Der Versuch von Gruschkas Anwältin Gabriele Heinecke, über das Landgericht eine Aufhebung der Maßnahme zu erwirken, scheiterte bei der Großen Strafkammer 12 per Formbeschluss. „Es geht nicht nur um mich, sondern um die Dimension des staatlichen Handelns“, sagt Gruschka. Er empfindet den Zwangsgentest – auch als Vorbestrafter – als staatlichen Eingriff in seine Intimsphäre und Persönlichkeitsrechte, im Juristendeutsch „informationelles Selbstbestimmungsrecht“ genannt. Unter Experten war und ist der Eingriff in der Tat ebenso umstritten und verfassungsrechtlich bedenklich wie der Große Lauschangriff.

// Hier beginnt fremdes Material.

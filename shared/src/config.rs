use std::env;
use std::path::PathBuf;
use url::Url;

use crate::storage::StorageError;

fn optional_env(name: &str) -> Option<String> {
    env::var(name)
        .ok()
        .map(|v| v.trim().to_string())
        .filter(|v| !v.is_empty())
}

#[derive(Debug, Clone, Default)]
pub struct OpenListConfig {
    pub base_url: String,
    pub token: Option<String>,
    pub root_path: Option<String>,
    pub cdn_url: Option<String>,
    pub upload_endpoint: Option<String>,
    pub download_endpoint: Option<String>,
    pub meta_endpoint: Option<String>,
    pub list_endpoint: Option<String>,
    pub delete_endpoint: Option<String>,
    /// JSON field carrying the path in meta/list requests
    pub path_field: Option<String>,
}

impl OpenListConfig {
    pub fn new(base_url: impl Into<String>) -> Self {
        Self {
            base_url: base_url.into(),
            ..Self::default()
        }
    }

    pub fn from_env() -> Result<Self, StorageError> {
        let base_url = optional_env("OPENLIST_BASE_URL").ok_or_else(|| {
            StorageError::Config("OPENLIST_BASE_URL must be set for the openlist provider".into())
        })?;
        Url::parse(&base_url)
            .map_err(|e| StorageError::Config(format!("Invalid OPENLIST_BASE_URL: {}", e)))?;

        Ok(Self {
            base_url,
            token: optional_env("OPENLIST_TOKEN"),
            root_path: optional_env("OPENLIST_ROOT_PATH"),
            cdn_url: optional_env("OPENLIST_CDN_URL"),
            upload_endpoint: optional_env("OPENLIST_UPLOAD_ENDPOINT"),
            download_endpoint: optional_env("OPENLIST_DOWNLOAD_ENDPOINT"),
            meta_endpoint: optional_env("OPENLIST_META_ENDPOINT"),
            list_endpoint: optional_env("OPENLIST_LIST_ENDPOINT"),
            delete_endpoint: optional_env("OPENLIST_DELETE_ENDPOINT"),
            path_field: optional_env("OPENLIST_PATH_FIELD"),
        })
    }

    pub fn upload_endpoint(&self) -> &str {
        self.upload_endpoint.as_deref().unwrap_or("/api/fs/put")
    }

    pub fn delete_endpoint(&self) -> &str {
        self.delete_endpoint.as_deref().unwrap_or("/api/fs/remove")
    }

    pub fn meta_endpoint(&self) -> &str {
        self.meta_endpoint
            .as_deref()
            .or(self.download_endpoint.as_deref())
            .unwrap_or("/api/fs/get")
    }

    pub fn list_endpoint(&self) -> &str {
        self.list_endpoint.as_deref().unwrap_or("/api/fs/list")
    }

    pub fn path_field(&self) -> &str {
        self.path_field.as_deref().unwrap_or("path")
    }
}

#[derive(Debug, Clone)]
pub struct LocalStorageConfig {
    pub base_dir: PathBuf,
    pub public_base_url: Option<String>,
    pub signing_secret: Option<String>,
}

impl LocalStorageConfig {
    pub fn new(base_dir: impl Into<PathBuf>) -> Self {
        Self {
            base_dir: base_dir.into(),
            public_base_url: None,
            signing_secret: None,
        }
    }

    pub fn from_env() -> Self {
        Self {
            base_dir: optional_env("LOCAL_STORAGE_DIR")
                .map(PathBuf::from)
                .unwrap_or_else(|| PathBuf::from("./data/storage")),
            public_base_url: optional_env("LOCAL_STORAGE_PUBLIC_URL"),
            signing_secret: optional_env("LOCAL_STORAGE_SIGNING_SECRET"),
        }
    }
}

#[derive(Debug, Clone)]
pub enum StorageConfig {
    Local(LocalStorageConfig),
    OpenList(OpenListConfig),
    Memory,
}

impl StorageConfig {
    pub fn from_env() -> Result<Self, StorageError> {
        let provider = optional_env("STORAGE_PROVIDER").unwrap_or_else(|| "local".to_string());
        match provider.to_ascii_lowercase().as_str() {
            "local" => Ok(StorageConfig::Local(LocalStorageConfig::from_env())),
            "openlist" => Ok(StorageConfig::OpenList(OpenListConfig::from_env()?)),
            "memory" => Ok(StorageConfig::Memory),
            other => Err(StorageError::Config(format!(
                "Unknown STORAGE_PROVIDER '{}', expected local, openlist or memory",
                other
            ))),
        }
    }
}

#[derive(Debug, Clone)]
pub enum SettingsConfig {
    Env,
    Redis { url: String },
}

impl SettingsConfig {
    pub fn from_env() -> Self {
        match optional_env("SETTINGS_BACKEND").as_deref() {
            Some("redis") => SettingsConfig::Redis {
                url: optional_env("REDIS_URL")
                    .unwrap_or_else(|| "redis://localhost:6379".to_string()),
            },
            _ => SettingsConfig::Env,
        }
    }
}
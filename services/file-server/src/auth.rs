//! Session handling for the file server.
//!
//! A viewer is authenticated when the request carries a valid HS256 session
//! token, either as `Authorization: Bearer <token>` or in the `session` cookie.
//! Missing, expired or forged tokens make the request anonymous; they never
//! reject it.

use axum::{
    async_trait,
    extract::FromRequestParts,
    http::{
        header::{AUTHORIZATION, COOKIE},
        request::Parts,
    },
};
use chrono::{Duration, Utc};
use jsonwebtoken::{decode, encode, Algorithm, DecodingKey, EncodingKey, Header, Validation};
use serde::{Deserialize, Serialize};
use std::convert::Infallible;
use tracing::debug;

use crate::state::AppState;

pub const SESSION_COOKIE: &str = "session";

#[derive(Debug, Clone, Serialize, Deserialize)]
pub struct SessionClaims {
    /// User id
    pub sub: String,
    pub iat: i64,
    pub exp: i64,
}

pub struct SessionKeys {
    encoding: EncodingKey,
    decoding: DecodingKey,
    validation: Validation,
}

impl SessionKeys {
    pub fn new(secret: &str) -> Self {
        Self {
            encoding: EncodingKey::from_secret(secret.as_bytes()),
            decoding: DecodingKey::from_secret(secret.as_bytes()),
            validation: Validation::new(Algorithm::HS256),
        }
    }

    pub fn issue(&self, user_id: &str, ttl: Duration) -> Result<String, jsonwebtoken::errors::Error> {
        let now = Utc::now();
        let claims = SessionClaims {
            sub: user_id.to_string(),
            iat: now.timestamp(),
            exp: (now + ttl).timestamp(),
        };
        encode(&Header::new(Algorithm::HS256), &claims, &self.encoding)
    }

    pub fn verify(&self, token: &str) -> Option<SessionClaims> {
        match decode::<SessionClaims>(token, &self.decoding, &self.validation) {
            Ok(data) => Some(data.claims),
            Err(e) => {
                debug!("Ignoring invalid session token: {}", e);
                None
            }
        }
    }
}

/// The caller of a request; `None` for anonymous viewers.
#[derive(Debug, Clone)]
pub struct Viewer(pub Option<SessionClaims>);

impl Viewer {
    pub fn is_authenticated(&self) -> bool {
        self.0.is_some()
    }
}

#[async_trait]
impl FromRequestParts<AppState> for Viewer {
    type Rejection = Infallible;

    async fn from_request_parts(parts: &mut Parts, state: &AppState) -> Result<Self, Self::Rejection> {
        let Some(keys) = state.sessions.as_deref() else {
            return Ok(Viewer(None));
        };

        let claims = session_token(parts).and_then(|token| keys.verify(&token));
        Ok(Viewer(claims))
    }
}

fn session_token(parts: &Parts) -> Option<String> {
    let bearer = parts
        .headers
        .get(AUTHORIZATION)
        .and_then(|v| v.to_str().ok())
        .and_then(|v| v.strip_prefix("Bearer "))
        .map(|t| t.trim().to_string());
    if bearer.is_some() {
        return bearer;
    }

    parts
        .headers
        .get_all(COOKIE)
        .iter()
        .filter_map(|v| v.to_str().ok())
        .flat_map(|v| v.split(';'))
        .find_map(|pair| {
            let (name, value) = pair.trim().split_once('=')?;
            (name == SESSION_COOKIE).then(|| value.to_string())
        })
}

Staatsanwaltschaftsprecher Rüdiger Bagger räumt die Brisanz der Materie ein. Angesichts der „datenschutzrelevanten Eingriffstiefe“, werde eine derartige Maßnahme nur nach „intensiver Prüfung“ angeordnet, wenn „Art und Ausführung der Tat und sonstige Erkenntnisse Grund zur Annahme geben, dass erneut eine solche Straftat zu erwarten ist.“ „Dazu müssen Akten herbeigezogen und ausführlich gelesen werden, Protokolle und Urteile intensiv studiert werden“, so Bagger. Erst nach einer „eindeutigen Negativprognose“, die „nachvollziehbar aktenkundig gemacht werden muss“ könne ein Gentest per richterlichem Beschluss angeordnet werden.

Juristen bezweifeln, dass alle Fälle wirklich gründlich geprüft werden. So wurden in Schwerin zwei Antifas, die Neonazis verprügelt hatten, in zweiter Instanz „präventiv“ zur Speichelprobe verdonnert – obwohl ihnen ein Amtsrichter eine „positive Sozialprognose“ attestiert hatte, berichtet ihr Verteidiger Jürgen Schneider. Er kritisiert, dass die Gerichte in derartigen Fällen auf Antrag der Staatsanwaltschaft „nach Schema F vorgehen“, weil die Verfahren nicht im normalen Pensumsschlüssel berücksichtigt würden – also zusätzliche Arbeit bedeuten: „Eine individuelle Prüfung findet nicht statt.“

Diese Tendenz beobachtet auch Datenschützer Hans-Herrman Schrader. Die sogenannte Erstellung der „Negativ-Prognose“ sei „unzulänglich“, mahnt er. Oft werde nach dem Schema „Einmal Verbrecher, immer Verbrecher“ verfahren. Da das DNA-Intentitätsfeststellungsverfahren aber nunmal Gesetz sei, auf den die Datenschutzbeauftragten keinen Einfluss haben, könne der Datenschutz in Hamburg nur das „begleitende Verhalten von Polizei und Staatsanwaltschaft“ kritisch unter die Lupe nehmen – und dafür sorgen, dass das „DNA-Intentitätsfeststellungsgesetz“ keine „Blankettermächtigung“ wird.